GIVEN RECORDS:
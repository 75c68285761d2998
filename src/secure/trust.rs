//! Peer certificate trust.
//!
//! Certificates are self-signed, so there is no chain to validate. Instead a
//! peer is identified by the fingerprint of its certificate, which is compared
//! against the fingerprint recorded for that peer the first time it was seen
//! (or confirmed by the user, or pinned in the configuration).
//!
//! The file store is a small TOML document:
//!
//! ```toml
//! [peers]
//! "192.168.1.20" = "3A:9F:...:C1"
//! "desk.local:24800" = "77:02:...:5E"
//! ```

use super::fingerprint::Fingerprint;
use crate::error::Error;
use serde::{Deserialize, Serialize};
use std::collections::{BTreeMap, HashMap};
use std::fmt;
use std::path::{Path, PathBuf};
use std::str::FromStr;
use std::sync::{Arc, Mutex, MutexGuard, PoisonError};
use tracing::{debug, info, warn};

/// How a peer's fingerprint is judged after the handshake.
#[derive(Debug, Clone, Default, PartialEq, Eq)]
pub enum TrustPolicy {
    /// Unknown peers are recorded and accepted; known peers must match.
    #[default]
    TrustOnFirstUse,
    /// Unknown peers are rejected until [`TrustVerifier::trust`] records them;
    /// known peers must match.
    Confirm,
    /// Only this fingerprint is accepted. The store is not consulted.
    Pinned(Fingerprint),
}

impl FromStr for TrustPolicy {
    type Err = Error;

    fn from_str(s: &str) -> Result<Self, Self::Err> {
        match s.trim().to_ascii_lowercase().as_str() {
            "tofu" | "trust_on_first_use" => Ok(TrustPolicy::TrustOnFirstUse),
            "confirm" => Ok(TrustPolicy::Confirm),
            _ => Err(Error::InvalidTrustPolicy { got: s.to_string() }),
        }
    }
}

impl fmt::Display for TrustPolicy {
    fn fmt(&self, f: &mut fmt::Formatter<'_>) -> fmt::Result {
        match self {
            TrustPolicy::TrustOnFirstUse => f.write_str("tofu"),
            TrustPolicy::Confirm => f.write_str("confirm"),
            TrustPolicy::Pinned(fp) => write!(f, "pinned({fp})"),
        }
    }
}

/// Fingerprints recorded per peer.
pub trait TrustStore: Send + Sync + fmt::Debug {
    fn lookup(&self, peer: &str) -> Option<Fingerprint>;

    /// Records `fingerprint` for `peer`, replacing any previous entry.
    fn store(&self, peer: &str, fingerprint: Fingerprint) -> Result<(), Error>;

    /// Persists pending changes, if the store is backed by anything.
    fn flush(&self) -> Result<(), Error> {
        Ok(())
    }
}

/// Process-local store; forgets everything on exit.
#[derive(Debug, Default)]
pub struct MemoryTrustStore {
    peers: Mutex<HashMap<String, Fingerprint>>,
}

impl MemoryTrustStore {
    pub fn new() -> Self {
        Self::default()
    }
}

impl TrustStore for MemoryTrustStore {
    fn lookup(&self, peer: &str) -> Option<Fingerprint> {
        lock(&self.peers).get(peer).copied()
    }

    fn store(&self, peer: &str, fingerprint: Fingerprint) -> Result<(), Error> {
        lock(&self.peers).insert(peer.to_string(), fingerprint);
        Ok(())
    }
}

#[derive(Debug, Default, Serialize, Deserialize)]
struct TrustFile {
    #[serde(default)]
    peers: BTreeMap<String, Fingerprint>,
}

#[derive(Debug)]
struct FileState {
    contents: TrustFile,
    dirty: bool,
}

/// Store backed by a TOML file.
///
/// The file is read once on open and rewritten on every change. A failed
/// write leaves the change pending; it is retried on the next store, flush,
/// or drop.
#[derive(Debug)]
pub struct FileTrustStore {
    path: PathBuf,
    state: Mutex<FileState>,
}

impl FileTrustStore {
    /// Opens the store at `path`. A missing file is an empty store.
    pub fn open(path: impl AsRef<Path>) -> Result<Self, Error> {
        let path = path.as_ref().to_path_buf();
        let contents = match std::fs::read_to_string(&path) {
            Ok(text) => toml::from_str(&text).map_err(|e| Error::TrustStore {
                path: path.display().to_string(),
                reason: e.to_string(),
            })?,
            Err(e) if e.kind() == std::io::ErrorKind::NotFound => TrustFile::default(),
            Err(e) => {
                return Err(Error::TrustStore {
                    path: path.display().to_string(),
                    reason: e.to_string(),
                })
            }
        };

        debug!(path = %path.display(), peers = contents.peers.len(), "Trust store opened");
        Ok(Self {
            path,
            state: Mutex::new(FileState {
                contents,
                dirty: false,
            }),
        })
    }

    pub fn path(&self) -> &Path {
        &self.path
    }

    fn write(&self, state: &mut FileState) -> Result<(), Error> {
        if !state.dirty {
            return Ok(());
        }
        let store_error = |reason: String| Error::TrustStore {
            path: self.path.display().to_string(),
            reason,
        };

        let text = toml::to_string_pretty(&state.contents).map_err(|e| store_error(e.to_string()))?;
        if let Some(dir) = self.path.parent().filter(|dir| !dir.as_os_str().is_empty()) {
            std::fs::create_dir_all(dir).map_err(|e| store_error(e.to_string()))?;
        }

        // Readers never see a half-written file
        let tmp = self.path.with_extension("toml.tmp");
        std::fs::write(&tmp, text).map_err(|e| store_error(e.to_string()))?;
        std::fs::rename(&tmp, &self.path).map_err(|e| store_error(e.to_string()))?;

        state.dirty = false;
        Ok(())
    }
}

impl TrustStore for FileTrustStore {
    fn lookup(&self, peer: &str) -> Option<Fingerprint> {
        lock(&self.state).contents.peers.get(peer).copied()
    }

    fn store(&self, peer: &str, fingerprint: Fingerprint) -> Result<(), Error> {
        let mut state = lock(&self.state);
        state.contents.peers.insert(peer.to_string(), fingerprint);
        state.dirty = true;
        self.write(&mut state)
    }

    fn flush(&self) -> Result<(), Error> {
        let mut state = lock(&self.state);
        self.write(&mut state)
    }
}

impl Drop for FileTrustStore {
    fn drop(&mut self) {
        if let Err(err) = self.flush() {
            warn!(%err, "Failed to flush trust store");
        }
    }
}

/// Applies a [`TrustPolicy`] against a [`TrustStore`].
#[derive(Debug, Clone)]
pub struct TrustVerifier {
    policy: TrustPolicy,
    store: Arc<dyn TrustStore>,
}

impl TrustVerifier {
    pub fn new(policy: TrustPolicy, store: Arc<dyn TrustStore>) -> Self {
        Self { policy, store }
    }

    pub fn policy(&self) -> &TrustPolicy {
        &self.policy
    }

    pub fn store(&self) -> &Arc<dyn TrustStore> {
        &self.store
    }

    /// Decides whether `peer` presenting `fingerprint` is trusted.
    ///
    /// Under trust-on-first-use an unknown peer is recorded as a side effect.
    ///
    /// # Errors
    ///
    /// - [`Error::FingerprintMismatch`] if a different fingerprint is recorded
    ///   or pinned.
    /// - [`Error::UntrustedFingerprint`] for an unknown peer under
    ///   [`TrustPolicy::Confirm`].
    pub fn verify(&self, peer: &str, fingerprint: &Fingerprint) -> Result<(), Error> {
        let mismatch = |expected: &Fingerprint| Error::FingerprintMismatch {
            peer: peer.to_string(),
            expected: expected.to_string(),
            actual: fingerprint.to_string(),
        };

        if let TrustPolicy::Pinned(pinned) = &self.policy {
            return if pinned == fingerprint {
                Ok(())
            } else {
                Err(mismatch(pinned))
            };
        }

        match self.store.lookup(peer) {
            Some(known) if known == *fingerprint => {
                debug!(peer, %fingerprint, "Peer fingerprint matches");
                Ok(())
            }
            Some(known) => Err(mismatch(&known)),
            None => match self.policy {
                TrustPolicy::TrustOnFirstUse => {
                    info!(peer, %fingerprint, "Trusting new peer on first use");
                    self.store.store(peer, *fingerprint)
                }
                _ => Err(Error::UntrustedFingerprint {
                    peer: peer.to_string(),
                    fingerprint: fingerprint.to_string(),
                }),
            },
        }
    }

    /// Records `fingerprint` as trusted for `peer`, for example after the
    /// user confirmed it.
    pub fn trust(&self, peer: &str, fingerprint: Fingerprint) -> Result<(), Error> {
        info!(peer, %fingerprint, "Peer fingerprint trusted");
        self.store.store(peer, fingerprint)
    }
}

fn lock<T>(mutex: &Mutex<T>) -> MutexGuard<'_, T> {
    mutex.lock().unwrap_or_else(PoisonError::into_inner)
}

ASSIGNED TASK:
Extract from the data every line where "insert" shows up.

FINISHED EXERCISE:
        lock(&self.peers).insert(peer.to_string(), fingerprint);
        state.contents.peers.insert(peer.to_string(), fingerprint);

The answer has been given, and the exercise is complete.